NIS2, le istruzioni per l’uso: le 10 risposte di ACN
1) Soggetti che erogano servizi ICT infragruppo
Il Responsabile dell’Ufficio Regolazione dell’Agenzia Nazionale per la Cybersicurezza (ACN) chiarisce che il D.lgs. 138/2024 si applica anche ai fornitori di servizi ICT appartenenti allo stesso gruppo di imprese. Le valutazioni sull’ambito di applicazione non distinguono tra servizi resi a soggetti interni o esterni al gruppo o consorzio.
2) Classificazione corretta essenziali/importanti (per i soggetti che si sono auto declassati)
Il Responsabile dell’Ufficio Regolazione dell’Agenzia Nazionale per la Cybersicurezza (ACN) segnala che, nell’integrazione automatizzata dei dati, il campo dedicato alla classificazione potrebbe non essere stato correttamente valorizzato e invita i soggetti interessati a segnalare eventuali errori.
3) Responsabili violazioni
Il Responsabile dell’Ufficio Regolazione dell’Agenzia Nazionale per la Cybersicurezza (ACN) chiarisce che per “Responsabili per le violazioni” si intendono i componenti degli organi di amministrazione e direttivi.
4) PEC/E-mail dei responsabili
Il Responsabile dell’Ufficio Regolazione dell’Agenzia Nazionale per la Cybersicurezza (ACN) precisa che non è obbligatorio indicare l’indirizzo PEC individuale dei componenti degli organi di amministrazione e direttivi, anche se auspicabile.
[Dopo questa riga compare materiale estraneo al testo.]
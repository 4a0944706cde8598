//! # Local Identity & Addressing
//!
//! Every participant generates an Ed25519 keypair at start-up and takes a
//! host address inside the subnet assigned by the orchestration environment.

use ed25519_dalek::SigningKey;
use rand::rngs::OsRng;
use std::fmt;
use std::net::{Ipv4Addr, SocketAddr};
use std::str::FromStr;

use crate::entities::{PeerHandle, PeerId};
use crate::errors::NetworkSetupError;

/// Keypair plus the peer id derived from it.
pub struct LocalIdentity {
    signing_key: SigningKey,
    peer_id: PeerId,
}

impl LocalIdentity {
    /// Generate a fresh identity from the OS random source.
    #[must_use]
    pub fn generate() -> Self {
        Self::from_signing_key(SigningKey::generate(&mut OsRng))
    }

    /// Deterministic identity, for reproducible fleets.
    #[must_use]
    pub fn from_seed(seed: [u8; 32]) -> Self {
        Self::from_signing_key(SigningKey::from_bytes(&seed))
    }

    fn from_signing_key(signing_key: SigningKey) -> Self {
        let peer_id = PeerId::from_public_key(signing_key.verifying_key().as_bytes());
        Self {
            signing_key,
            peer_id,
        }
    }

    #[must_use]
    pub fn peer_id(&self) -> PeerId {
        self.peer_id
    }

    #[must_use]
    pub fn public_key(&self) -> [u8; 32] {
        self.signing_key.verifying_key().to_bytes()
    }

    /// Dialable handle for this identity.
    #[must_use]
    pub fn handle(&self, addrs: Vec<SocketAddr>) -> PeerHandle {
        PeerHandle::new(self.peer_id, addrs)
    }
}

impl fmt::Debug for LocalIdentity {
    fn fmt(&self, f: &mut fmt::Formatter<'_>) -> fmt::Result {
        f.debug_struct("LocalIdentity")
            .field("peer_id", &self.peer_id)
            .finish_non_exhaustive()
    }
}

/// IPv4 subnet in CIDR notation.
#[derive(Debug, Clone, Copy, PartialEq, Eq)]
pub struct Subnet {
    network: Ipv4Addr,
    prefix: u8,
}

impl Subnet {
    /// Number of usable host addresses (network and broadcast excluded).
    #[must_use]
    pub fn capacity(&self) -> u64 {
        let size = 1u64 << (32 - u32::from(self.prefix));
        size.saturating_sub(2)
    }

    /// Host address `index` (0-based) inside the subnet.
    pub fn host(&self, index: u32) -> Result<Ipv4Addr, NetworkSetupError> {
        if u64::from(index) >= self.capacity() {
            return Err(NetworkSetupError::SubnetExhausted {
                subnet: self.to_string(),
                index,
            });
        }
        let base = u32::from(self.network);
        Ok(Ipv4Addr::from(base + index + 1))
    }

    #[must_use]
    pub fn contains(&self, ip: Ipv4Addr) -> bool {
        let mask = mask(self.prefix);
        u32::from(ip) & mask == u32::from(self.network)
    }
}

fn mask(prefix: u8) -> u32 {
    if prefix == 0 {
        0
    } else {
        u32::MAX << (32 - u32::from(prefix))
    }
}

impl FromStr for Subnet {
    type Err = NetworkSetupError;

    fn from_str(s: &str) -> Result<Self, Self::Err> {
        let invalid = || NetworkSetupError::InvalidSubnet(s.to_string());
        let (ip, prefix) = s.split_once('/').ok_or_else(invalid)?;
        let ip: Ipv4Addr = ip.trim().parse().map_err(|_| invalid())?;
        let prefix: u8 = prefix.trim().parse().map_err(|_| invalid())?;
        // /31 and /32 leave no usable hosts
        if prefix > 30 {
            return Err(invalid());
        }
        Ok(Self {
            network: Ipv4Addr::from(u32::from(ip) & mask(prefix)),
            prefix,
        })
    }
}

impl fmt::Display for Subnet {
    fn fmt(&self, f: &mut fmt::Formatter<'_>) -> fmt::Result {
        write!(f, "{}/{}", self.network, self.prefix)
    }
}

#[cfg(test)]
mod tests {
    use super::*;

    #[test]
    fn test_seeded_identity_is_stable() {
        let a = LocalIdentity::from_seed([7u8; 32]);
        let b = LocalIdentity::from_seed([7u8; 32]);
        let c = LocalIdentity::from_seed([8u8; 32]);
        assert_eq!(a.peer_id(), b.peer_id());
        assert_ne!(a.peer_id(), c.peer_id());
        assert_eq!(a.peer_id(), PeerId::from_public_key(&a.public_key()));
    }

    #[test]
    fn test_subnet_hosts() {
        let subnet: Subnet = "16.0.0.0/16".parse().unwrap();
        assert_eq!(subnet.host(0).unwrap(), Ipv4Addr::new(16, 0, 0, 1));
        assert_eq!(subnet.host(256).unwrap(), Ipv4Addr::new(16, 0, 1, 1));
        assert!(subnet.contains(Ipv4Addr::new(16, 0, 200, 9)));
        assert!(!subnet.contains(Ipv4Addr::new(17, 0, 0, 1)));
    }

    #[test]
    fn test_subnet_normalises_network_address() {
        let subnet: Subnet = "10.1.2.3/24".parse().unwrap();
        assert_eq!(subnet.to_string(), "10.1.2.0/24");
        assert_eq!(subnet.capacity(), 254);
    }

    #[test]
    fn test_subnet_exhaustion() {
        let subnet: Subnet = "192.168.0.0/30".parse().unwrap();
        assert!(subnet.host(1).is_ok());
        assert!(matches!(
            subnet.host(2),
            Err(NetworkSetupError::SubnetExhausted { index: 2, .. })
        ));
    }

    #[test]
    fn test_subnet_rejects_garbage() {
        assert!("16.0.0.0".parse::<Subnet>().is_err());
        assert!("16.0.0/16".parse::<Subnet>().is_err());
        assert!("16.0.0.0/32".parse::<Subnet>().is_err());
    }
}
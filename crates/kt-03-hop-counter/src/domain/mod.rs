//! Domain Layer - hop derivation with no I/O

pub mod errors;
pub mod table;
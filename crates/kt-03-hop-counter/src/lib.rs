//! # Hop Counter (KT-03)
//!
//! Rebuilds "who learned whom from whom" out of the DHT's lookup events and
//! derives how many relay hops a provider lookup took.
//!
//! ## Architecture
//!
//! - **Domain Layer** (`domain/`): the `HopTable` and its derivation rule
//! - **Ports Layer** (`ports/`): the lookup event source
//! - **Service Layer** (`service.rs`): the shared table and the single
//!   consumer task that feeds it
//!
//! ## Ordering
//!
//! The derivation is order-sensitive: a `provider` entry is only right if
//! the `heard` events before it were already applied. One task consumes the
//! whole stream in arrival order; events are never fanned out.

pub mod domain;
pub mod ports;
pub mod service;

pub use domain::errors::HopCounterError;
pub use domain::table::{ApplyOutcome, HopSubject, HopTable};
pub use ports::outbound::{LookupEventSource, LookupEventStream};
pub use service::{HopInstrumentor, InstrumentorExit, InstrumentorReport, SharedHopTable};
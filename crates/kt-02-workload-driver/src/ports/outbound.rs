//! # Driven Ports (Outbound SPI)

use async_trait::async_trait;
use std::pin::Pin;
use tokio_stream::Stream;

use shared_types::{ContentKey, DhtError, PeerHandle};

/// Providers for one key; closes when exhausted or the limit is reached.
pub type ProviderStream = Pin<Box<dyn Stream<Item = PeerHandle> + Send>>;

/// Content routing capability of the local DHT node.
#[async_trait]
pub trait ContentRouting: Send + Sync {
    /// Store a provider record for `key`, pushing it to the network if
    /// `announce` is set.
    async fn provide(&self, key: &ContentKey, announce: bool) -> Result<(), DhtError>;

    /// Start a provider lookup yielding at most `limit` providers.
    async fn find_providers(
        &self,
        key: &ContentKey,
        limit: usize,
    ) -> Result<ProviderStream, DhtError>;
}

/// Read/prepare access to the hop table maintained alongside the DHT.
///
/// `begin_query` takes the write side, `provider_hops` the read side.
pub trait HopProbe: Send + Sync {
    /// Reset the table entry for `key` just before a lookup is issued.
    fn begin_query(&self, key: &ContentKey);

    /// Hops to the peer that returned the provider record, if recorded.
    fn provider_hops(&self, key: &ContentKey) -> Option<u32>;
}
//! # Ports Layer
//!
//! Driven ports the workload phase needs from the host.

pub mod outbound;

pub use outbound::{ContentRouting, HopProbe, ProviderStream};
È sufficiente un indirizzo PEC dell’organizzazione o un’e-mail aziendale (PEO).
5) Componenti del board stranieri
Il Responsabile dell’Ufficio Regolazione dell’Agenzia Nazionale per la Cybersicurezza (ACN) chiarisce che i membri stranieri del board, privi di SPID, possono comunque richiedere il rilascio delle credenziali.
6) Indicazione responsabili violazioni sia per essenziali che importanti
Il Responsabile dell’Ufficio Regolazione dell’Agenzia Nazionale per la Cybersicurezza (ACN) illustra la ratio alla base dell’elencazione dei componenti degli organi di amministrazione e direttivi, richiesta sia ai soggetti essenziali che a quelli importanti.
7) Relazione con i soggetti DORA
Il Responsabile dell’Ufficio Regolazione dell’Agenzia Nazionale per la Cybersicurezza (ACN) chiarisce il rapporto tra la Direttiva NIS2 e il Regolamento DORA.
8) Indirizzi IP e nomi dominio
Il Vice-Capo Divisione Perimetro di Sicurezza Nazionale Cibernetica (PSNC) e discipline nazionali dell’Agenzia per la Cybersicurezza Nazionale (ACN) spiega che devono essere indicati i nomi di dominio e gli indirizzi IP statici e pubblici in uso o acquisiti tramite contratti con ISP, registri regionali o altri fornitori autorizzati.
9) Relazione con il Regolamento 2690
Il Responsabile dell’Ufficio Regolazione dell’Agenzia Nazionale per la Cybersicurezza (ACN) spiega che i soggetti rientranti nell’ambito di applicazione del Regolamento 2024/2690 sono tenuti a rispettare le sue previsioni; contemporaneamente le specifiche di base delineate da ACN tendono ad arrivare al livello dei requisiti posti dal Regolamento 2024/2690.
10) Accordi di condivisione
Il Responsabile dell’Ufficio Regolazione dell’Agenzia Nazionale per la Cybersicurezza (ACN) illustra quali sono gli accordi di condivisione delle informazioni sulla sicurezza informatica, ai sensi dell’art. 17, che devono essere dichiarati sulla piattaforma dai soggetti NIS.